03.18.23 [on the F train]

after a year and a half of these crack-of-dawn journeys i can affirm that no one is on the subway at this hour for a good reason. it's not like buses in san francisco, where the 7 AM'ers were like actively casting spells to pry open the gates of hell and accelerate the end of the world, but the collective ugh up in here is palpable. i do these abortion clinic escort shifts once a month and was considering going again next weekend so i'd feel okay about skipping april, when my schedule is tricksier than usual because we'll be in iceland for two weeks, but back-to-back daybreak shenanigans would be too much for me. i do appreciate the community i feel on mornings like this one, as we wait to hear what that trump appointee out in amarillo will rule about mailing mifepristone, and everyone is grateful to have like-minded, action-oriented company, but my seasoning as a human shield wears thin with overuse, and the catharsis of confrontation just gets corrosive in big doses.

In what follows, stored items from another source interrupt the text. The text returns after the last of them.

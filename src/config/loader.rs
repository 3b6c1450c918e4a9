// Copyright (c) 2025 Steve Wagner (ciroque@live.com)
// SPDX-License-Identifier: MIT

use crate::config::consts::{
    DEFAULT_DATASET_PATH, DEFAULT_KEYWORD_LIMIT, DEFAULT_MAX_CONCURRENCY, DEFAULT_VOCABULARY,
};
use crate::engine::record::DEFAULT_EXCERPT_CHARS;
use crate::errors::ConfigError;
use serde::Deserialize;
use std::fs;
use std::path::{Path, PathBuf};

/// Main configuration structure for a pipeline run.
///
/// Every field is optional; anything missing takes its default from
/// [`crate::config::consts`]. Typically loaded from a YAML or TOML file.
///
/// # Fields
/// * `dataset` - Path of the JSON dataset (`{"key": "url", ...}`)
/// * `max_concurrency` - Number of documents processed at once (must be > 0)
/// * `keyword_limit` - Maximum keywords kept per document
/// * `excerpt_chars` - Characters of extracted text stored on each record
/// * `vocabulary` - Terms preferred over raw frequency for keywords
/// * `extractor` - How fetched bytes become text
/// * `store` - Where records are persisted
///
/// # Example
/// ```yaml
/// dataset: data/dataset.json
/// max_concurrency: 5
/// keyword_limit: 5
/// vocabulary: [technology, innovation, ai, development, research]
/// extractor: plain_text
/// store:
///   type: json_lines
///   path: out/records.jsonl
/// ```
#[derive(Debug, Clone, PartialEq, Deserialize)]
#[serde(default)]
pub struct Config {
    pub dataset: PathBuf,
    pub max_concurrency: usize,
    pub keyword_limit: usize,
    pub excerpt_chars: usize,
    pub vocabulary: Vec<String>,
    pub extractor: ExtractorKind,
    pub store: StoreConfig,
}

impl Default for Config {
    fn default() -> Self {
        Self {
            dataset: PathBuf::from(DEFAULT_DATASET_PATH),
            max_concurrency: DEFAULT_MAX_CONCURRENCY,
            keyword_limit: DEFAULT_KEYWORD_LIMIT,
            excerpt_chars: DEFAULT_EXCERPT_CHARS,
            vocabulary: DEFAULT_VOCABULARY.iter().map(|t| t.to_string()).collect(),
            extractor: ExtractorKind::default(),
            store: StoreConfig::default(),
        }
    }
}

impl Config {
    /// Reject values the pipeline cannot run with.
    pub fn validate(&self) -> Result<(), ConfigError> {
        if self.max_concurrency == 0 {
            return Err(ConfigError::Invalid(
                "max_concurrency must be at least 1".to_string(),
            ));
        }
        if let StoreConfig::JsonLines { path } = &self.store {
            if path.as_os_str().is_empty() {
                return Err(ConfigError::Invalid(
                    "json_lines store requires a path".to_string(),
                ));
            }
        }
        Ok(())
    }
}

/// Text extraction strategy.
///
/// # Variants
/// * `Simulated` - Fixed stand-in text for every non-empty payload (default)
/// * `PlainText` - Decode the payload as UTF-8 text
#[derive(Debug, Clone, Copy, Default, PartialEq, Eq, Deserialize)]
#[serde(rename_all = "snake_case")]
pub enum ExtractorKind {
    #[default]
    Simulated,
    PlainText,
}

/// Document store backend.
#[derive(Debug, Clone, Default, PartialEq, Eq, Deserialize)]
#[serde(tag = "type", rename_all = "snake_case")]
pub enum StoreConfig {
    /// Records live for the lifetime of the process
    #[default]
    Memory,
    /// Append-only JSON-lines file
    JsonLines { path: PathBuf },
}

/// Supported config file formats.
#[derive(Debug, Clone, Copy, PartialEq, Eq)]
pub enum ConfigFormat {
    Yaml,
    Toml,
}

impl ConfigFormat {
    /// Pick the format from a file extension.
    pub fn from_path(path: &Path) -> Result<Self, ConfigError> {
        let extension = path
            .extension()
            .and_then(|e| e.to_str())
            .unwrap_or_default()
            .to_ascii_lowercase();

        match extension.as_str() {
            "yaml" | "yml" => Ok(ConfigFormat::Yaml),
            "toml" => Ok(ConfigFormat::Toml),
            other => Err(ConfigError::UnsupportedFormat(other.to_string())),
        }
    }
}

/// Parse config text in the given format.
pub fn parse_config(content: &str, format: ConfigFormat) -> Result<Config, ConfigError> {
    let cfg = match format {
        ConfigFormat::Yaml => serde_yaml::from_str(content)?,
        ConfigFormat::Toml => toml::from_str(content)?,
    };
    Ok(cfg)
}

/// Load a config from a YAML or TOML file
pub fn load_config<P: AsRef<Path>>(path: P) -> Result<Config, ConfigError> {
    let path = path.as_ref();
    let format = ConfigFormat::from_path(path)?;
    let content = fs::read_to_string(path).map_err(|source| ConfigError::Io {
        path: path.to_path_buf(),
        source,
    })?;
    parse_config(&content, format)
}

/// Load a config file and reject values the pipeline cannot run with.
pub fn load_and_validate_config<P: AsRef<Path>>(path: P) -> Result<Config, ConfigError> {
    let cfg = load_config(path)?;
    cfg.validate()?;
    Ok(cfg)
}
// Copyright (c) 2025 Steve Wagner (ciroque@live.com)
// SPDX-License-Identifier: MIT

use std::sync::Arc;

use crate::backends::{
    HttpFetcher, InMemoryStore, JsonLinesStore, PlainTextExtractor, SimulatedPdfExtractor,
    SysinfoHostMetrics,
};
use crate::config::{Config, ExtractorKind, StoreConfig};
use crate::engine::coordinator::PipelineCoordinator;
use crate::engine::document::{AnalysisOptions, DocumentProcessor};
use crate::errors::StoreError;
use crate::observability::messages::dataset::StoreOpened;
use crate::observability::messages::StructuredLog;
use crate::traits::{DocumentStore, TextExtractor};

/// Factory for pipeline collaborators built from configuration
pub struct PipelineFactory;

impl PipelineFactory {
    /// Build a coordinator around an already-opened store
    pub fn from_config(cfg: &Config, store: Arc<dyn DocumentStore>) -> PipelineCoordinator {
        let processor = DocumentProcessor::new(
            Arc::new(HttpFetcher::new()),
            Self::extractor(cfg.extractor),
            store,
            Self::analysis_options(cfg),
        );

        PipelineCoordinator::new(
            processor,
            Arc::new(SysinfoHostMetrics::new()),
            cfg.max_concurrency,
        )
    }

    pub fn extractor(kind: ExtractorKind) -> Arc<dyn TextExtractor> {
        match kind {
            ExtractorKind::PlainText => Arc::new(PlainTextExtractor),
            ExtractorKind::Simulated => Arc::new(SimulatedPdfExtractor),
        }
    }

    pub fn analysis_options(cfg: &Config) -> AnalysisOptions {
        AnalysisOptions {
            vocabulary: cfg.vocabulary.iter().map(|t| t.to_lowercase()).collect(),
            keyword_limit: cfg.keyword_limit,
            excerpt_chars: cfg.excerpt_chars,
        }
    }

    /// Open the configured store. Failure here must stop the run.
    pub async fn open_store(cfg: &StoreConfig) -> Result<Arc<dyn DocumentStore>, StoreError> {
        let (store, existing_records) = match cfg {
            StoreConfig::Memory => {
                let store: Arc<dyn DocumentStore> = Arc::new(InMemoryStore::new());
                (store, 0)
            }
            StoreConfig::JsonLines { path } => {
                let opened = JsonLinesStore::open(path).await?;
                let existing = opened.len().await;
                let store: Arc<dyn DocumentStore> = Arc::new(opened);
                (store, existing)
            }
        };

        StoreOpened {
            store: store.name(),
            existing_records,
        }
        .log();

        Ok(store)
    }
}
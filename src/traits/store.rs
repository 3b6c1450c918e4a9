// Copyright (c) 2025 Steve Wagner (ciroque@live.com)
// SPDX-License-Identifier: MIT

use async_trait::async_trait;

use crate::engine::ProcessedRecord;
use crate::errors::StoreError;

/// Append-only document store keyed by `pdf_key`.
///
/// The store is shared by every worker without any locking on the caller's
/// side, so concurrent inserts of different keys must be safe. Inserting a key
/// that already exists fails with [`StoreError::DuplicateKey`].
#[async_trait]
pub trait DocumentStore: Send + Sync {
    async fn insert(&self, record: ProcessedRecord) -> Result<(), StoreError>;

    /// Every stored record, in insertion order.
    async fn scan_all(&self) -> Result<Vec<ProcessedRecord>, StoreError>;

    fn name(&self) -> &'static str;
}
// Copyright (c) 2025 Steve Wagner (ciroque@live.com)
// SPDX-License-Identifier: MIT

use thiserror::Error;

/// Errors raised by a document store.
#[derive(Error, Debug)]
pub enum StoreError {
    /// A record with this key already exists. Stores are insert-only.
    #[error("a record with key '{0}' already exists")]
    DuplicateKey(String),

    #[error("store I/O error: {0}")]
    Io(#[from] std::io::Error),

    #[error("record serialization error: {0}")]
    Serialization(#[from] serde_json::Error),
}
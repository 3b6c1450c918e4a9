// Copyright (c) 2025 Steve Wagner (ciroque@live.com)
// SPDX-License-Identifier: MIT

//! Message types for dataset and store setup.

use crate::observability::messages::StructuredLog;
use std::fmt::{Display, Formatter};
use std::path::Path;
use tracing::Span;

/// Dataset file loaded.
///
/// # Log Level
/// `info!` - Important operational event
pub struct DatasetLoaded<'a> {
    pub path: &'a Path,
    pub entry_count: usize,
}

impl Display for DatasetLoaded<'_> {
    fn fmt(&self, f: &mut Formatter) -> std::fmt::Result {
        write!(
            f,
            "Loaded {} dataset entries from {}",
            self.entry_count,
            self.path.display()
        )
    }
}

impl StructuredLog for DatasetLoaded<'_> {
    fn log(&self) {
        tracing::info!(
            path = %self.path.display(),
            entry_count = self.entry_count,
            "{}", self
        );
    }

    fn span(&self, name: &str) -> Span {
        tracing::info_span!(
            "dataset_loaded",
            span_name = name,
            path = %self.path.display(),
            entry_count = self.entry_count,
        )
    }
}

/// Dataset could not be read; the run continues with no entries.
///
/// # Log Level
/// `warn!` - Recoverable problem
///
/// # Example
/// ```
/// use std::path::Path;
/// use pdf_digest::observability::messages::dataset::DatasetLoadFailed;
///
/// let error = std::io::Error::new(std::io::ErrorKind::NotFound, "no such file");
/// let msg = DatasetLoadFailed {
///     path: Path::new("dataset.json"),
///     error: &error,
/// };
///
/// assert_eq!(msg.to_string(), "Error reading dataset dataset.json: no such file");
/// ```
pub struct DatasetLoadFailed<'a> {
    pub path: &'a Path,
    pub error: &'a dyn std::error::Error,
}

impl Display for DatasetLoadFailed<'_> {
    fn fmt(&self, f: &mut Formatter) -> std::fmt::Result {
        write!(
            f,
            "Error reading dataset {}: {}",
            self.path.display(),
            self.error
        )
    }
}

impl StructuredLog for DatasetLoadFailed<'_> {
    fn log(&self) {
        tracing::warn!(
            path = %self.path.display(),
            error = %self.error,
            "{}", self
        );
    }

    fn span(&self, name: &str) -> Span {
        tracing::warn_span!(
            "dataset_load_failed",
            span_name = name,
            path = %self.path.display(),
        )
    }
}

/// Document store opened and ready for writes.
///
/// # Log Level
/// `info!` - Important operational event
pub struct StoreOpened<'a> {
    pub store: &'a str,
    pub existing_records: usize,
}

impl Display for StoreOpened<'_> {
    fn fmt(&self, f: &mut Formatter) -> std::fmt::Result {
        write!(
            f,
            "Opened {} document store ({} existing records)",
            self.store, self.existing_records
        )
    }
}

impl StructuredLog for StoreOpened<'_> {
    fn log(&self) {
        tracing::info!(
            store = self.store,
            existing_records = self.existing_records,
            "{}", self
        );
    }

    fn span(&self, name: &str) -> Span {
        tracing::info_span!(
            "store_opened",
            span_name = name,
            store = self.store,
        )
    }
}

on horse pills, we saw our, i don't know, sixth play of the year on thursday. it was love, set in a temporary housing center in england, and it was wonderful. in another month or so it will probably start feeling like too much to have two or three artsy nights out per week, but for now it's excellent. all of the new york city, right in the kisser, go ahead! tonight we're headed up to the philharmonic, and i will disco nap hard enough this afternoon that i definitely won't fall asleep in the middle of the program. it helps that i crammed in a tár viewing right before the oscars last week; cate blanchett is MSG for me when i don't have a taste for something on my own, though even her formidable work in i'm not there couldn't make me care about bob dylan. in a year in which michelle yeoh didn't win everything, CB would have won another oscar; instead she just floated around in a cocoon of louis vuitton ecosilk like the gracious technolympian she is. i doubt she was bothered.

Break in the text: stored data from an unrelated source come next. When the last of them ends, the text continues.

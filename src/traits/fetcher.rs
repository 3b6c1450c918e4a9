// Copyright (c) 2025 Steve Wagner (ciroque@live.com)
// SPDX-License-Identifier: MIT

use async_trait::async_trait;

use crate::errors::FetchError;

/// Retrieves the raw bytes behind a locator.
///
/// Implementations must be shareable across worker tasks. A fetch that never
/// returns holds its worker slot indefinitely; no timeout is imposed here.
#[async_trait]
pub trait Fetcher: Send + Sync {
    async fn fetch(&self, locator: &str) -> Result<Vec<u8>, FetchError>;

    fn name(&self) -> &'static str;
}
// Copyright (c) 2025 Steve Wagner (ciroque@live.com)
// SPDX-License-Identifier: MIT

const BYTES_PER_MB: f64 = 1024.0 * 1024.0;

/// Memory figures in bytes.
#[derive(Debug, Clone, Copy, PartialEq, Default)]
pub struct MemoryStats {
    pub used_bytes: u64,
    pub available_bytes: u64,
    pub total_bytes: u64,
}

impl MemoryStats {
    /// Share of memory not available to new allocations.
    pub fn percent_used(&self) -> f64 {
        if self.total_bytes == 0 {
            return 0.0;
        }
        let unavailable = self.total_bytes.saturating_sub(self.available_bytes);
        unavailable as f64 / self.total_bytes as f64 * 100.0
    }

    pub fn used_mb(&self) -> f64 {
        self.used_bytes as f64 / BYTES_PER_MB
    }

    pub fn available_mb(&self) -> f64 {
        self.available_bytes as f64 / BYTES_PER_MB
    }

    pub fn total_mb(&self) -> f64 {
        self.total_bytes as f64 / BYTES_PER_MB
    }
}

/// Instantaneous host resource readings.
#[derive(Debug, Clone, Copy, PartialEq, Default)]
pub struct HostSnapshot {
    pub cpu_percent: f32,
    pub memory: MemoryStats,
}

/// Supplies CPU and memory readings for the performance report.
///
/// Sampling is assumed to always succeed.
pub trait HostMetrics: Send + Sync {
    /// Called once when a run starts, so CPU usage covers the run.
    fn begin(&self) {}

    fn snapshot(&self) -> HostSnapshot;
}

both the editor and the freelancer who fact checked my draft have written to say how much they love my robot cat essay, which has been a real relief; i didn't want to make a big deal about how much it means to me, but as i've said, i'm trying to break their hearts. that feedback is nipping at me to plot out another weird passion project, but i'm not very good at premeditating those–certain kinds of writing are like throwing up. afterward you're usually able to piece together what happened to get you to that point and you're grateful to be on the other side, but it's generally an unhealthy thing to get into on purpose.

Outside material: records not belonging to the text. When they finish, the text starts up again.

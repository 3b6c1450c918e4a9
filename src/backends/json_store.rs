// Copyright (c) 2025 Steve Wagner (ciroque@live.com)
// SPDX-License-Identifier: MIT

//! Append-only store persisting one JSON record per line.
//!
//! A write that fails partway is rolled back by truncating the file to its
//! last committed length, so one failed insert never leaves a half line that
//! breaks every later read.

use async_trait::async_trait;
use std::collections::HashSet;
use std::path::{Path, PathBuf};
use tokio::fs::{self, File, OpenOptions};
use tokio::io::AsyncWriteExt;
use tokio::sync::Mutex;

use crate::engine::ProcessedRecord;
use crate::errors::StoreError;
use crate::traits::DocumentStore;

struct Inner {
    file: File,
    /// File length after the last complete line.
    committed_len: u64,
    keys: HashSet<String>,
}

pub struct JsonLinesStore {
    path: PathBuf,
    inner: Mutex<Inner>,
}

impl JsonLinesStore {
    /// Open (creating if needed) the store at `path`.
    ///
    /// Keys already present in the file are loaded so duplicates are rejected
    /// across runs. A file that cannot be parsed refuses to open.
    pub async fn open(path: impl AsRef<Path>) -> Result<Self, StoreError> {
        let path = path.as_ref().to_path_buf();

        if let Some(parent) = path.parent().filter(|p| !p.as_os_str().is_empty()) {
            fs::create_dir_all(parent).await?;
        }

        let mut file = OpenOptions::new()
            .create(true)
            .append(true)
            .open(&path)
            .await?;

        let content = fs::read_to_string(&path).await?;
        let existing = parse_records(&content)?;
        let keys = existing.into_iter().map(|r| r.pdf_key).collect();

        // last record written without its newline
        if !content.is_empty() && !content.ends_with('\n') {
            file.write_all(b"\n").await?;
            file.flush().await?;
        }
        let committed_len = file.metadata().await?.len();

        Ok(Self {
            path,
            inner: Mutex::new(Inner {
                file,
                committed_len,
                keys,
            }),
        })
    }

    pub async fn len(&self) -> usize {
        self.inner.lock().await.keys.len()
    }
}

async fn read_records(path: &Path) -> Result<Vec<ProcessedRecord>, StoreError> {
    let content = fs::read_to_string(path).await?;
    parse_records(&content)
}

fn parse_records(content: &str) -> Result<Vec<ProcessedRecord>, StoreError> {
    content
        .lines()
        .filter(|line| !line.trim().is_empty())
        .map(|line| serde_json::from_str(line).map_err(StoreError::from))
        .collect()
}

async fn append_line(file: &mut File, line: &[u8]) -> std::io::Result<()> {
    file.write_all(line).await?;
    file.flush().await
}

#[async_trait]
impl DocumentStore for JsonLinesStore {
    async fn insert(&self, record: ProcessedRecord) -> Result<(), StoreError> {
        let mut line = serde_json::to_string(&record)?;
        line.push('\n');

        let mut inner = self.inner.lock().await;
        if inner.keys.contains(&record.pdf_key) {
            return Err(StoreError::DuplicateKey(record.pdf_key));
        }

        if let Err(error) = append_line(&mut inner.file, line.as_bytes()).await {
            let committed_len = inner.committed_len;
            if let Err(truncate_error) = inner.file.set_len(committed_len).await {
                tracing::error!(
                    error = %truncate_error,
                    committed_len,
                    "failed to roll back partial record write"
                );
            }
            return Err(error.into());
        }

        inner.committed_len += line.len() as u64;
        inner.keys.insert(record.pdf_key);
        Ok(())
    }

    async fn scan_all(&self) -> Result<Vec<ProcessedRecord>, StoreError> {
        // Hold the lock so a half-written line is never observed.
        let _guard = self.inner.lock().await;
        read_records(&self.path).await
    }

    fn name(&self) -> &'static str {
        "json_lines"
    }
}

on intimate fluids, i gave blood for the first time in ages yesterday, and my iron levels were totally unremarkable. at last, i am iron woman! is it sobriety-related? did the random daily multivitamins some PR person mailed me work better than all the others i've tried? did the blood bank get so desperate that they relaxed their guidelines for this along with everything else (the cooling-off period for donations after tattoos is now just three months–or no months, if you get tattooed in new jersey)? i won't look a gift needle in the mouth, but i will start donating platelets as often as i can. getting to read for two hours while watching my blood cycle through a machine, then drinking cranberry juice and feeling smugly helpful without actually having to interact with anyone? delectable. if they brought back those little bags of cheez-its for the are-you-going-to-faint-or-what tables it would be perfect.